# NoVA, DC owners - groomer recommendations



## Barbara Levy (Apr 22, 2016)

I am not too far from needing to have Loki's needing a feet and sanitary trim. Does anyone in the Northern Virginia/DC area have groomer recommendations? Thanks.


----------



## Lisa T. (Feb 5, 2015)

Hi Barbara,

We live in Northern Virginia and I take Rudy to Vienna Pet Spaw. They are great.


----------



## articshark (Apr 4, 2016)

Barbara- after reading a lot on this forum, I found a groomer that lets me pay extra for express service so Java doesn't wait at all. And have an open grooming area where I can stay and watch as long as she doesn't freak out.
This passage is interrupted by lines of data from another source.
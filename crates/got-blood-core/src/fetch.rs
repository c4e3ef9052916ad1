//! Fetch-Transform-Render Contract
//!
//! Turns a raw HTTP outcome into the loading/error/data triple the pages
//! render. Data is never left undefined: every failure resets it to empty.

use serde::de::DeserializeOwned;
use serde_json::Value;

use crate::dto::ApiMessage;
use std::sync::atomic::{AtomicU64, Ordering};
use std::sync::Arc;

/// Expected top-level container of a response body
#[derive(Debug, Clone, Copy, PartialEq, Eq)]
pub enum Shape {
    Array,
    Object,
}

impl Shape {
    fn matches(&self, value: &Value) -> bool {
        match self {
            Shape::Array => value.is_array(),
            Shape::Object => value.is_object(),
        }
    }

    fn label(&self) -> &'static str {
        match self {
            Shape::Array => "array",
            Shape::Object => "object",
        }
    }
}

#[derive(Debug, Clone, PartialEq, thiserror::Error)]
pub enum FetchError {
    #[error("Failed to load {what}. Please try again.")]
    Network { what: String, detail: String },
    #[error("Request timed out after {after_ms} ms.")]
    Timeout { after_ms: u32 },
    #[error("HTTP error! status: {status}")]
    Status { status: u16 },
    #[error("Could not read the server response: {0}")]
    Decode(String),
    #[error("API response was not in the expected {} format.", .expected.label())]
    Shape { expected: Shape },
}

/// Observable state of one remote collection or document
#[derive(Debug, Clone, PartialEq)]
pub struct Loadable<T> {
    pub loading: bool,
    pub error: Option<String>,
    pub data: T,
}

impl<T: Default> Default for Loadable<T> {
    fn default() -> Self {
        Self { loading: false, error: None, data: T::default() }
    }
}

impl<T: Default> Loadable<T> {
    /// State of a page that has just issued its fetch
    pub fn pending() -> Self {
        Self { loading: true, ..Self::default() }
    }

    pub fn begin(&mut self) {
        self.loading = true;
        self.error = None;
    }

    /// Apply a finished fetch. Errors reset data to empty.
    pub fn settle(&mut self, result: Result<T, FetchError>) {
        self.loading = false;
        match result {
            Ok(data) => {
                self.error = None;
                self.data = data;
            }
            Err(e) => {
                self.error = Some(e.to_string());
                self.data = T::default();
            }
        }
    }

    /// True once the data may be read with the shape the view expects
    pub fn is_ready(&self) -> bool {
        !self.loading && self.error.is_none()
    }
}

impl<T: Default> From<Result<T, FetchError>> for Loadable<T> {
    fn from(result: Result<T, FetchError>) -> Self {
        let mut state = Self::default();
        state.settle(result);
        state
    }
}

/// Check the status code and parse the body as JSON of the expected shape
pub fn interpret_response(status: u16, body: &str, expected: Shape) -> Result<Value, FetchError> {
    if !(200..300).contains(&status) {
        log::error!("[fetch] HTTP status not OK: {}", status);
        return Err(FetchError::Status { status });
    }
    let value: Value = serde_json::from_str(body).map_err(|e| FetchError::Decode(e.to_string()))?;
    if !expected.matches(&value) {
        log::warn!("[fetch] response is not an {}: {}", expected.label(), value);
        return Err(FetchError::Shape { expected });
    }
    Ok(value)
}

/// Decode each element of an array independently, dropping the ones that do
/// not fit `T` (e.g. positional rows from older backends)
pub fn decode_sequence<T: DeserializeOwned>(value: Value) -> Result<Vec<T>, FetchError> {
    let Value::Array(items) = value else {
        return Err(FetchError::Shape { expected: Shape::Array });
    };
    let total = items.len();
    let decoded: Vec<T> = items
        .into_iter()
        .filter_map(|item| {
            // serde would otherwise read an array as the struct's fields in order
            if !item.is_object() {
                log::warn!("[fetch] dropping positional record: {}", item);
                return None;
            }
            decode_record(item)
        })
        .collect();
    if decoded.len() < total {
        log::warn!("[fetch] kept {} of {} records", decoded.len(), total);
    }
    Ok(decoded)
}

fn decode_record<T: DeserializeOwned>(item: Value) -> Option<T> {
    match serde_json::from_value(item) {
        Ok(record) => Some(record),
        Err(e) => {
            log::warn!("[fetch] dropping malformed record: {}", e);
            None
        }
    }
}

pub fn decode_object<T: DeserializeOwned>(value: Value) -> Result<T, FetchError> {
    if !value.is_object() {
        return Err(FetchError::Shape { expected: Shape::Object });
    }
    serde_json::from_value(value).map_err(|e| FetchError::Decode(e.to_string()))
}

/// Status + body → typed sequence
pub fn parse_sequence<T: DeserializeOwned>(status: u16, body: &str) -> Result<Vec<T>, FetchError> {
    interpret_response(status, body, Shape::Array).and_then(decode_sequence)
}

/// Status + body → typed document
pub fn parse_object<T: DeserializeOwned>(status: u16, body: &str) -> Result<T, FetchError> {
    interpret_response(status, body, Shape::Object).and_then(decode_object)
}

// ========================
// Form Submissions
// ========================

/// Status and body of a finished request, before any interpretation
#[derive(Debug, Clone, PartialEq)]
pub struct RawResponse {
    pub status: u16,
    pub body: String,
}

impl RawResponse {
    pub fn is_success(&self) -> bool {
        (200..300).contains(&self.status)
    }

    /// `{message}` / `{error}` body of a POST; unreadable bodies count as empty
    pub fn message(&self) -> ApiMessage {
        serde_json::from_str(&self.body).unwrap_or_default()
    }
}

/// Text to show after a form POST. Timeouts keep their own wording; any
/// other transport failure shows `failure`.
pub fn submit_outcome(response: Result<RawResponse, FetchError>, failure: &str) -> Result<String, String> {
    match response {
        Ok(raw) => raw.message().into_result(raw.is_success(), failure),
        Err(e @ FetchError::Timeout { .. }) => Err(e.to_string()),
        Err(e) => {
            log::warn!("[fetch] form request failed: {}", e);
            Err(failure.to_string())
        }
    }
}

// ========================
// Stale Result Guard
// ========================

/// Issues tickets for in-flight requests of one mounted view. Invalidating
/// the guard (on unmount, or when a newer request supersedes) makes every
/// outstanding ticket stale so its result is dropped.
#[derive(Debug, Clone, Default)]
pub struct RequestGuard {
    epoch: Arc<AtomicU64>,
}

#[derive(Debug, Clone)]
pub struct Ticket {
    epoch: Arc<AtomicU64>,
    issued_at: u64,
}

impl RequestGuard {
    pub fn new() -> Self {
        Self::default()
    }

    /// Ticket valid until the next `invalidate`
    pub fn ticket(&self) -> Ticket {
        Ticket {
            epoch: Arc::clone(&self.epoch),
            issued_at: self.epoch.load(Ordering::SeqCst),
        }
    }

    pub fn invalidate(&self) {
        self.epoch.fetch_add(1, Ordering::SeqCst);
    }

    /// Invalidate outstanding tickets and hand out a fresh one
    pub fn reissue(&self) -> Ticket {
        self.invalidate();
        self.ticket()
    }
}

impl Ticket {
    pub fn is_current(&self) -> bool {
        self.epoch.load(Ordering::SeqCst) == self.issued_at
    }
}

#[cfg(test)]
mod tests {
    use super::*;
    use crate::dto::HospitalInventoryRecord;

    const TWO_ROWS: &str = r#"[
        {"hospital":"Mercy General","city":"Sacramento","bloodType":"A+","delta_count":3},
        {"hospital":"St. Luke's","city":"Boise","bloodType":"O-","delta_count":-1}
    ]"#;

    #[test]
    fn test_success_stores_records() {
        let state: Loadable<Vec<HospitalInventoryRecord>> = parse_sequence(200, TWO_ROWS).into();
        assert!(state.is_ready());
        assert_eq!(state.data.len(), 2);
        assert_eq!(state.data[1].hospital, "St. Luke's");
    }

    #[test]
    fn test_http_500_gives_error_and_no_rows() {
        let mut state = Loadable::<Vec<HospitalInventoryRecord>>::pending();
        state.settle(parse_sequence(500, "Internal Server Error"));
        assert!(!state.loading);
        assert_eq!(state.error.as_deref(), Some("HTTP error! status: 500"));
        assert!(state.data.is_empty());
    }

    #[test]
    fn test_object_instead_of_array_is_shape_error() {
        let mut state = Loadable::<Vec<HospitalInventoryRecord>>::pending();
        state.settle(parse_sequence(200, r#"{"hospital":"Mercy"}"#));
        assert_eq!(
            state.error.as_deref(),
            Some("API response was not in the expected array format.")
        );
        assert!(state.data.is_empty());
    }

    #[test]
    fn test_invalid_json_is_decode_error() {
        let result = parse_sequence::<HospitalInventoryRecord>(200, "<html>");
        assert!(matches!(result, Err(FetchError::Decode(_))));
    }

    #[test]
    fn test_positional_rows_are_dropped() {
        let body = r#"[
            ["Mercy General","Sacramento","A+",3],
            {"hospital":"St. Luke's","city":"Boise","bloodType":"O-","delta_count":2}
        ]"#;
        let records = parse_sequence::<HospitalInventoryRecord>(200, body).unwrap();
        assert_eq!(records.len(), 1);
        assert_eq!(records[0].hospital, "St. Luke's");
    }

    #[test]
    fn test_positional_rows_never_reach_the_filter() {
        let body = r#"[["Mercy General","Sacramento","A+",3]]"#;
        let records = parse_sequence::<HospitalInventoryRecord>(200, body).unwrap();
        assert!(records.is_empty());
        assert!(crate::filter::filter_by_hospital(&records, "mercy").is_empty());
    }

    #[test]
    fn test_error_resets_previous_data() {
        let mut state: Loadable<Vec<HospitalInventoryRecord>> = parse_sequence(200, TWO_ROWS).into();
        state.begin();
        assert!(state.loading);
        assert_eq!(state.error, None);
        state.settle(Err(FetchError::Network { what: "hospital data".into(), detail: "offline".into() }));
        assert_eq!(state.error.as_deref(), Some("Failed to load hospital data. Please try again."));
        assert!(state.data.is_empty());
    }

    #[test]
    fn test_object_parse_rejects_array() {
        let result = parse_object::<crate::dto::Recommendations>(200, "[]");
        assert_eq!(result, Err(FetchError::Shape { expected: Shape::Object }));
    }

    #[test]
    fn test_timeout_message() {
        assert_eq!(FetchError::Timeout { after_ms: 10_000 }.to_string(), "Request timed out after 10000 ms.");
    }

    fn raw(status: u16, body: &str) -> Result<RawResponse, FetchError> {
        Ok(RawResponse { status, body: body.to_string() })
    }

    #[test]
    fn test_submit_success_shows_server_message() {
        let outcome = submit_outcome(raw(201, r#"{"message":"Hospital created"}"#), "Signup failed. Try again.");
        assert_eq!(outcome, Ok("Hospital created".to_string()));
    }

    #[test]
    fn test_submit_error_prefers_server_error() {
        let outcome = submit_outcome(raw(400, r#"{"error":"Email already registered"}"#), "Signup failed. Try again.");
        assert_eq!(outcome, Err("Email already registered".to_string()));
        let outcome = submit_outcome(raw(500, "<html>oops</html>"), "Signup failed. Try again.");
        assert_eq!(outcome, Err("Signup failed. Try again.".to_string()));
    }

    #[test]
    fn test_submit_transport_failures() {
        let timeout = submit_outcome(Err(FetchError::Timeout { after_ms: 10_000 }), "Error updating blood.");
        assert_eq!(timeout, Err("Request timed out after 10000 ms.".to_string()));
        let offline = submit_outcome(
            Err(FetchError::Network { what: "form".into(), detail: "offline".into() }),
            "Error updating blood.",
        );
        assert_eq!(offline, Err("Error updating blood.".to_string()));
    }

    #[test]
    fn test_ticket_goes_stale_after_invalidate() {
        let guard = RequestGuard::new();
        let first = guard.ticket();
        assert!(first.is_current());

        let second = guard.reissue();
        assert!(!first.is_current());
        assert!(second.is_current());

        guard.invalidate();
        assert!(!second.is_current());
    }

    #[test]
    fn test_cloned_guard_shares_epoch() {
        let guard = RequestGuard::new();
        let ticket = guard.ticket();
        let on_unmount = guard.clone();
        on_unmount.invalidate();
        assert!(!ticket.is_current());
    }
}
And even if she does, I can step outside and see inside. The entire grooming area with the exception of the shampoo room is in a large open area where everyone can see what everyone else is doing... mostly me. I tried another one prior to this one, but I liked Featherle in Chantilly. They have 3 locations with varying services at each location. I don't need training or boarding or anything so I chose the one nearest my house. The second groomer was almost double the first one, but my piece of mind felt it was well worth the cost. In and out took Java about 45 minutes.


----------



## Hanna (Feb 25, 2016)

Aw sorry don't have any idea! Hope you find it soon good luck for your searching.


----------